What Causes Tooth Resorption?

Some studies suggest that an excess of vitamin D in the diet may play a role in tooth resorption; other theories support that it’s an autoimmune response. However, at the present time there is no definitive answer as to what causes the resorptive lesions. What is known is that once an animal develops one resorptive lesion, it’s highly likely that other teeth will also be affected.

Is Tooth Resorption Preventable?

Unfortunately, until it’s understood what causes the resorptive lesions to occur, there is no way to prevent them.
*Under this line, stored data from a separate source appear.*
// Ownership rules applied to a replace, by diffing the stored and submitted documents

use crate::document::{Document, Role, User};
use crate::error::{FarmStoreError, Result};
use std::collections::HashMap;

/// Check that `actor` is allowed to turn `current` into `next`.
///
/// Admins may change anything. Everyone else:
/// - may not add, change or remove users;
/// - may touch a product only as a farmer, and only one they own before and after;
/// - may not change or remove existing orders, and may only add orders they buy;
/// - may not change or remove existing chats, and may only add chats they send.
pub fn check_replace(actor: &User, current: &Document, next: &Document) -> Result<()> {
    if actor.role == Role::Admin {
        return Ok(());
    }

    check_users(current, next)?;
    check_products(actor, current, next)?;
    check_append_only(
        "orders",
        &index(&current.orders, |o| &o.id),
        &index(&next.orders, |o| &o.id),
        |o| o.buyer_id == actor.id,
    )?;
    check_append_only(
        "chats",
        &index(&current.chats, |c| &c.id),
        &index(&next.chats, |c| &c.id),
        |c| c.user1 == actor.id,
    )?;

    Ok(())
}

fn index<'a, T>(items: &'a [T], key: impl Fn(&T) -> &String) -> HashMap<&'a str, &'a T> {
    items.iter().map(|item| (key(item).as_str(), item)).collect()
}

fn check_users(current: &Document, next: &Document) -> Result<()> {
    let before = index(&current.users, |u| &u.id);
    let after = index(&next.users, |u| &u.id);
    if before != after {
        return Err(FarmStoreError::Forbidden(
            "only an admin may change users".into(),
        ));
    }
    Ok(())
}

fn check_products(actor: &User, current: &Document, next: &Document) -> Result<()> {
    let before = index(&current.products, |p| &p.id);
    let after = index(&next.products, |p| &p.id);

    for id in before.keys().chain(after.keys()) {
        let old = before.get(id);
        let new = after.get(id);
        if old == new {
            continue;
        }
        let owns = |p: Option<&&crate::document::Product>| {
            p.map_or(true, |p| p.farmer_id == actor.id)
        };
        if actor.role != Role::Farmer || !owns(old) || !owns(new) {
            return Err(FarmStoreError::Forbidden(format!(
                "user '{}' may not modify product '{id}'",
                actor.id
            )));
        }
    }
    Ok(())
}

fn check_append_only<T: PartialEq>(
    collection: &str,
    before: &HashMap<&str, &T>,
    after: &HashMap<&str, &T>,
    may_add: impl Fn(&T) -> bool,
) -> Result<()> {
    for (id, old) in before {
        match after.get(id) {
            Some(new) if new == old => {}
            _ => {
                return Err(FarmStoreError::Forbidden(format!(
                    "{collection} are immutable: '{id}' was changed or removed"
                )))
            }
        }
    }
    for (id, new) in after {
        if !before.contains_key(id) && !may_add(new) {
            return Err(FarmStoreError::Forbidden(format!(
                "'{id}' in {collection} was not created by its author"
            )));
        }
    }
    Ok(())
}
Pets that have resorptive lesions in one tooth often have them in other teeth.

How is Tooth Resorption Diagnosed?

Some things to watch for include excessive salivation, bleeding in the mouth and difficulty eating. (You might notice, for example, that your pet appears to only be chewing on one side of her mouth). As I mentioned earlier, however, some pets with tooth resorption may exhibit no outward signs; in this case, the condition will be discovered when your vet examines your pet’s mouth.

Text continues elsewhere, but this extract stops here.